The irony in her tone wasn’t lost on him, but Malcolm didn’t have time for a verbal sparring match. They needed to know what the next move was going to be and how to ensure their attackers were stopped dead in their tracks. She could provide that information. If she was involved, of course.
“That waterlily,” he said, holding eye contact. She kept her composure without so much as her pupils dilating. “Why did you bring it?”
“Why?” she asked. “That’s a rather odd question.”
“So that everyone at the tournament might know that I had your favor,” he said.
“That’s right,” she agreed. “Why else would I have brought it? What’s going on, Malcolm?”
“Dark and dangerous things,” he replied without hesitation. “And the waterlily seems to be at the very center of it.”
“I’m sorry, I’m sure I don’t understand what you mean,” she said, putting her glass down on the table and moving as though she was going to excuse herself.

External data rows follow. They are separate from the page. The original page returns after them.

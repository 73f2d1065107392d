//! Command-line highlighter over the codeglow bundles.

use anyhow::{bail, Context};
use clap::{Parser, ValueEnum};
use codeglow::language::CustomGrammar;
use codeglow::{
    EngineSource, HighlightConfig, HighlightOutput, HighlightRequest, Highlighted,
    HighlighterOptions, LanguageInput, OutputFormat, ThemeInput,
};
use serde_json::Value;
use std::io::{self, Read};
use std::path::{Path, PathBuf};
use std::sync::Arc;
use tracing::debug;
use tracing_subscriber::EnvFilter;

#[derive(Debug, Clone, Copy, Default, PartialEq, Eq, ValueEnum)]
enum Bundle {
    #[default]
    Full,
    Web,
}

#[derive(Debug, Parser)]
#[command(name = "codeglow", about = "Syntax-highlight source code", version)]
struct Cli {
    /// Source file (reads stdin when omitted)
    file: Option<PathBuf>,

    /// Language id, alias or plaintext marker
    #[arg(short, long)]
    lang: Option<String>,

    /// Theme name, inline JSON theme/variant map, or path to a JSON theme file
    #[arg(short, long, env = "CODEGLOW_THEME")]
    theme: Option<String>,

    /// Output format: tree, markup or tokens
    #[arg(short, long, default_value = "markup", value_parser = parse_format)]
    format: OutputFormat,

    /// Annotate lines for line-number rendering
    #[arg(short = 'n', long)]
    line_numbers: bool,

    /// First line number
    #[arg(long, default_value_t = 1)]
    start: u32,

    /// Grammar/theme bundle
    #[arg(short, long, value_enum, default_value_t = Bundle::Full)]
    bundle: Bundle,

    /// Alias mapping `name=target`, repeatable
    #[arg(long = "alias", value_parser = parse_alias)]
    aliases: Vec<(String, String)>,

    /// Sublime-syntax grammar file registered as a custom language
    #[arg(long)]
    grammar: Option<PathBuf>,

    /// Print the resolved language label to stderr
    #[arg(long)]
    show_label: bool,
}

fn init_tracing() {
    let env_filter =
        EnvFilter::try_from_default_env().unwrap_or_else(|_| EnvFilter::new("codeglow=warn"));

    tracing_subscriber::fmt()
        .with_env_filter(env_filter)
        .with_writer(io::stderr)
        .with_target(false)
        .compact()
        .init();
}

fn parse_format(value: &str) -> Result<OutputFormat, String> {
    OutputFormat::parse(value)
        .ok_or_else(|| format!("unknown format '{}' (expected tree, markup or tokens)", value))
}

fn parse_alias(value: &str) -> Result<(String, String), String> {
    let Some((name, target)) = value.split_once('=') else {
        return Err(format!("alias '{}' must look like name=target", value));
    };
    let (name, target) = (name.trim(), target.trim());
    if name.is_empty() || target.is_empty() {
        return Err(format!("alias '{}' has an empty side", value));
    }
    Ok((name.to_string(), target.to_string()))
}

/// Interpret `--theme`: inline JSON, a JSON file, or a theme name.
fn parse_theme_arg(value: &str) -> anyhow::Result<ThemeInput> {
    let trimmed = value.trim();
    if trimmed.starts_with('{') {
        let json: Value = serde_json::from_str(trimmed).context("parsing inline theme JSON")?;
        return Ok(ThemeInput::from_json(&json));
    }
    let path = Path::new(trimmed);
    if path.extension().is_some_and(|ext| ext.eq_ignore_ascii_case("json")) {
        let raw = std::fs::read_to_string(path)
            .with_context(|| format!("reading theme file {}", path.display()))?;
        let json: Value = serde_json::from_str(&raw)
            .with_context(|| format!("parsing theme file {}", path.display()))?;
        return Ok(ThemeInput::from_json(&json));
    }
    Ok(ThemeInput::from(trimmed))
}

fn load_grammar(path: &Path) -> anyhow::Result<CustomGrammar> {
    let definition = std::fs::read_to_string(path)
        .with_context(|| format!("reading grammar {}", path.display()))?;
    let Some(name) = path
        .file_stem()
        .and_then(|stem| stem.to_str())
        .and_then(|stem| stem.split('.').next())
        .filter(|stem| !stem.is_empty())
    else {
        bail!("cannot derive a language name from {}", path.display());
    };
    Ok(CustomGrammar {
        name: name.to_string(),
        scope_name: format!("source.{}", name),
        file_types: vec![name.to_string()],
        aliases: Vec::new(),
        definition,
    })
}

fn read_source(file: Option<&Path>) -> anyhow::Result<String> {
    match file {
        Some(path) => std::fs::read_to_string(path)
            .with_context(|| format!("reading source {}", path.display())),
        None => {
            let mut buffer = String::new();
            io::stdin()
                .read_to_string(&mut buffer)
                .context("reading stdin")?;
            Ok(buffer)
        }
    }
}

fn language_from_file(file: Option<&Path>) -> Option<String> {
    file.and_then(Path::extension)
        .and_then(|ext| ext.to_str())
        .map(str::to_string)
}

fn build_request(cli: &Cli, code: String) -> anyhow::Result<HighlightRequest> {
    let grammar = cli.grammar.as_deref().map(load_grammar).transpose()?;
    let language = match (&cli.lang, &grammar) {
        (Some(lang), _) => Some(LanguageInput::from(lang.as_str())),
        (None, Some(grammar)) => Some(LanguageInput::from(grammar.clone())),
        (None, None) => language_from_file(cli.file.as_deref()).map(LanguageInput::from),
    };
    let theme = match &cli.theme {
        Some(value) => parse_theme_arg(value)?,
        None => ThemeInput::from(HighlightConfig::from_env().default_theme),
    };
    let options = HighlighterOptions {
        custom_languages: grammar.into_iter().map(Arc::new).collect(),
        lang_alias: cli.aliases.iter().cloned().collect(),
        output_format: cli.format,
        show_line_numbers: cli.line_numbers,
        starting_line_number: cli.start,
        ..Default::default()
    };
    Ok(HighlightRequest {
        code,
        language,
        theme,
        options,
    })
}

fn render_output(highlighted: &Highlighted) -> anyhow::Result<String> {
    match &highlighted.output {
        HighlightOutput::Markup(html) => Ok(html.clone()),
        HighlightOutput::Tree(node) => {
            serde_json::to_string_pretty(node).context("encoding tree output")
        }
        HighlightOutput::Tokens(tokens) => {
            serde_json::to_string_pretty(tokens).context("encoding token output")
        }
    }
}

fn engine_source(bundle: Bundle) -> EngineSource {
    match bundle {
        Bundle::Full => codeglow::full::source(),
        Bundle::Web => codeglow::web::source(),
    }
}

async fn run(cli: &Cli) -> anyhow::Result<(Highlighted, String)> {
    let code = read_source(cli.file.as_deref())?;
    let request = build_request(cli, code)?;
    debug!(
        bundle = ?cli.bundle,
        format = ?cli.format,
        bytes = request.code.len(),
        "highlighting"
    );
    let highlighted = codeglow::highlight(&engine_source(cli.bundle), &request)
        .await
        .context("highlighting failed")?;
    let rendered = render_output(&highlighted)?;
    Ok((highlighted, rendered))
}

#[tokio::main]
async fn main() -> anyhow::Result<()> {
    let cli = Cli::parse();
    init_tracing();

    let (highlighted, rendered) = run(&cli).await?;
    if cli.show_label {
        eprintln!("language: {}", highlighted.label());
    }
    println!("{}", rendered);
    Ok(())
}
//! Syntax highlighting orchestration with shared, lazily provisioned engines.
//!
//! Three entry points pick where the engine comes from: [`full`] carries every
//! bundled grammar and theme, [`web`] a web-oriented grammar subset, and
//! [`core`] uses the engine passed in [`HighlighterOptions::highlighter`].

/// Caller-supplied engine entry point.
pub mod core;
/// Full bundle entry point.
pub mod full;
/// Web bundle entry point.
pub mod web;

pub use codeglow_core::{
    binding, bundle, config, constants, engine, error, gate, hast, language, markdown, registry,
    render, scheduler, stable, theme, transform,
};
pub use codeglow_core::{
    create_engine, highlight, highlight_with_config, EngineConfig, EngineProvisioner,
    EngineRegistry, EngineSource, HighlightBinding, HighlightConfig, HighlightEngine,
    HighlightError, HighlightOutput, HighlightRequest, Highlighted, HighlighterOptions,
    LanguageInput, OutputFormat, RegexBackend, RenderGate, ThemeDefinition, ThemeInput,
};
pub use codeglow_syntect::{FullProvisioner, SyntectEngine, SyntectSettings, WebProvisioner};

He stopped her by placing his hand on her arm.
“Please, don’t make me take this into a private room,” he said. “I believe it would cause a bigger scene than you humoring me here.”
“Humoring you how?” she asked, moving her arm away from his touch.
He looked into her face, well-known and once thought of as a face he would want beside him for the rest of his life. How hard she seemed, how different. There was a lack of depth to her gaze, as though all feeling had drained from them. Her once so enticingly black irises seemed like bottomless wells, but where he had thought himself falling, now he felt as though balancing on the edge was the most dangerous thing he had ever engaged with.
“What do you want from me?” he asked. “What is this about? Really?”
She smiled then. It was the most frightening thing he had ever seen. To have trusted someone so implicitly and have it stated, beyond doubt, that he had been wrong to do so was like a blow to the head. Unthinkable a day before and now so very real.
She had betrayed him.
This entire time, she had been scheming behind his back against him.
But then it was as though the detachment in her gaze faltered and, for a brief second, there was regret there. She looked away then, down at the floor, at anything but him. Was this the act? Or had the detachment been a necessity in order to cope with what this was doing to him? Did she care beneath it all? Had he not been entirely mistaken about her?
“Shannon,” he said gently, reaching for her wrist, this time lightly. “If you’re in trouble, you can tell me.”
Simply because Sir Patrick had done it for the gold didn’t mean the lady had as well. She might have been coerced. Tricked into whatever her role was in the plot against the crowns. The fanaticism surrounding the attack seemed rife for brainwashing its followers into worshipping an outright lie. Had she bought into it? And if so, why?
There was surely more to discover here.